- Prompt -
In the entries that follow, the first line to write out is the one containing "actually needs: tool", and the last is the one containing "an elision marker.". Reproduce that stretch exactly, with nothing before or after it.

Stored data
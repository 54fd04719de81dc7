// Copyright (c) 2024-2026 Martin Schröder <info@swedishembedded.com>
//
// SPDX-License-Identifier: MIT
//! Markdown body condensation for prompt context.
//!
//! Long form bodies blow up the system prompt, so bodies over a line
//! threshold are reduced to the sections a model actually needs: tool
//! descriptions, the field summary, and filling instructions.  When none of
//! those headings exist, the head and tail of the body are kept around an
//! elision marker.

use regex::Regex;

/// Heading patterns (case-insensitive) whose sections survive condensation.
const SECTION_PATTERNS: &[&str] = &[
    r"(?i)tool",
    r"(?i)field",
    r"(?i)instruction",
    r"(?i)rule",
    r"(?i)summary",
];

/// Condense a markdown body for prompt injection.
///
/// Bodies at or under `threshold` lines pass through unchanged.  Longer
/// bodies keep only the sections whose headings match the closed pattern
/// set; if no heading matches, the first and last `keep` lines are joined
/// around an `[...]` marker.
pub fn condense(body: &str, threshold: usize, keep: usize) -> String {
    let lines: Vec<&str> = body.lines().collect();
    if lines.len() <= threshold {
        return body.to_string();
    }

    let sections = matching_sections(&lines);
    if !sections.is_empty() {
        return sections.join("\n\n");
    }

    // Fallback: head + tail with an elision marker.
    let keep = keep.min(lines.len() / 2);
    let head = lines[..keep].join("\n");
    let tail = lines[lines.len() - keep..].join("\n");
    format!("{head}\n\n[...]\n\n{tail}")
}

/// Split the body at markdown headings and collect the sections whose
/// heading text matches one of the retained patterns.
fn matching_sections(lines: &[&str]) -> Vec<String> {
    let heading = Regex::new(r"^#{1,6}\s+(.*)$").unwrap();
    let patterns: Vec<Regex> = SECTION_PATTERNS
        .iter()
        .map(|p| Regex::new(p).unwrap())
        .collect();

    let mut sections = Vec::new();
    let mut current: Option<Vec<&str>> = None;

    for line in lines {
        if let Some(caps) = heading.captures(line) {
            if let Some(section) = current.take() {
                sections.push(section.join("\n").trim().to_string());
            }
            let text = caps.get(1).map(|m| m.as_str()).unwrap_or_default();
            if patterns.iter().any(|p| p.is_match(text)) {
                current = Some(vec![line]);
            }
        } else if let Some(section) = current.as_mut() {
            section.push(line);
        }
    }
    if let Some(section) = current.take() {
        sections.push(section.join("\n").trim().to_string());
    }

    sections.retain(|s| !s.is_empty());
    sections
}

// ─── Unit tests ──────────────────────────────────────────────────────────────

#[cfg(test)]
mod tests {
    use super::*;

    #[test]
    fn short_body_passes_through() {
        let body = "# Title\n\nShort body.";
        assert_eq!(condense(body, 120, 40), body);
    }

    #[test]
    fn long_body_keeps_matching_sections() {
        let mut body = String::from("# My Form\n\n");
        body.push_str(&"filler line\n".repeat(100));
        body.push_str("## Available Tools\n- get_data: fetch stuff\n\n");
        body.push_str("## Field Summary Table\n| id | type |\n\n");
        body.push_str("## History\nirrelevant trivia\n");

        let out = condense(&body, 50, 10);
        assert!(out.contains("Available Tools"));
        assert!(out.contains("Field Summary Table"));
        assert!(!out.contains("irrelevant trivia"));
        assert!(!out.contains("filler line"));
    }

    #[test]
    fn instructions_sections_survive() {
        let mut body = String::new();
        body.push_str(&"x\n".repeat(60));
        body.push_str("### Filling Instructions\nAsk politely.\n");
        let out = condense(&body, 50, 10);
        assert!(out.contains("Ask politely."));
    }

    #[test]
    fn fallback_keeps_head_and_tail_with_marker() {
        let body: String = (0..100).map(|i| format!("line {i}\n")).collect();
        let out = condense(&body, 50, 10);
        assert!(out.contains("line 0"));
        assert!(out.contains("line 99"));
        assert!(out.contains("[...]"));
        assert!(!out.contains("line 50"));
    }

    #[test]
    fn threshold_is_inclusive() {
        let body: String = (0..50).map(|i| format!("line {i}\n")).collect();
        let out = condense(body.trim_end(), 50, 10);
        assert_eq!(out, body.trim_end());
    }
}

- Response -
//! threshold are reduced to the sections a model actually needs: tool
//! descriptions, the field summary, and filling instructions.  When none of
//! those headings exist, the head and tail of the body are kept around an
//! elision marker.

use regex::Regex;

/// Heading patterns (case-insensitive) whose sections survive condensation.
const SECTION_PATTERNS: &[&str] = &[
    r"(?i)tool",
    r"(?i)field",
    r"(?i)instruction",
    r"(?i)rule",
    r"(?i)summary",
];

/// Condense a markdown body for prompt injection.
///
/// Bodies at or under `threshold` lines pass through unchanged.  Longer
/// bodies keep only the sections whose headings match the closed pattern
/// set; if no heading matches, the first and last `keep` lines are joined
/// around an `[...]` marker.
pub fn condense(body: &str, threshold: usize, keep: usize) -> String {
    let lines: Vec<&str> = body.lines().collect();
    if lines.len() <= threshold {
        return body.to_string();
    }

    let sections = matching_sections(&lines);
    if !sections.is_empty() {
        return sections.join("\n\n");
    }

    // Fallback: head + tail with an elision marker.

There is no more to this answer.